- _WHAT YOU HAVE TO DO_: All records are to be printed again exactly as they appear.

- _STORED DATA_:
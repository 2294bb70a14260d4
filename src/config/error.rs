//! Configuration Error Types
//!
//! Specific, actionable error messages for configuration loading and validation.

use thiserror::Error;

/// Configuration-related errors with detailed context
#[derive(Debug, Error)]
pub enum ConfigurationError {
    /// Failed to read or parse a configuration source
    #[error("Failed to load configuration: {0}")]
    LoadError(String),

    /// Invalid configuration value
    #[error("Invalid value '{value}' for field '{field}': {context}")]
    InvalidValue {
        field: String,
        value: String,
        context: String,
    },
}

impl ConfigurationError {
    pub fn invalid_value(
        field: impl Into<String>,
        value: impl ToString,
        context: impl Into<String>,
    ) -> Self {
        Self::InvalidValue {
            field: field.into(),
            value: value.to_string(),
            context: context.into(),
        }
    }
}

impl From<config::ConfigError> for ConfigurationError {
    fn from(err: config::ConfigError) -> Self {
        ConfigurationError::LoadError(err.to_string())
    }
}

pub type ConfigResult<T> = Result<T, ConfigurationError>;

- _SOLUTION TO THIS PROBLEM_:
repository 2294bb70a14260d4
filename src/config/error.rs
//! Configuration Error Types
//!
//! Specific, actionable error messages for configuration loading and validation.

use thiserror::Error;

/// Configuration-related errors with detailed context
#[derive(Debug, Error)]
pub enum ConfigurationError {
    /// Failed to read or parse a configuration source
    #[error("Failed to load configuration: {0}")]
    LoadError(String),

    /// Invalid configuration value
    #[error("Invalid value '{value}' for field '{field}': {context}")]
    InvalidValue {
        field: String,
        value: String,
        context: String,
    },
}

impl ConfigurationError {
    pub fn invalid_value(
        field: impl Into<String>,
        value: impl ToString,
        context: impl Into<String>,
    ) -> Self {
        Self::InvalidValue {
            field: field.into(),
            value: value.to_string(),
            context: context.into(),
        }
    }
}

impl From<config::ConfigError> for ConfigurationError {
    fn from(err: config::ConfigError) -> Self {
        ConfigurationError::LoadError(err.to_string())
    }
}

pub type ConfigResult<T> = Result<T, ConfigurationError>;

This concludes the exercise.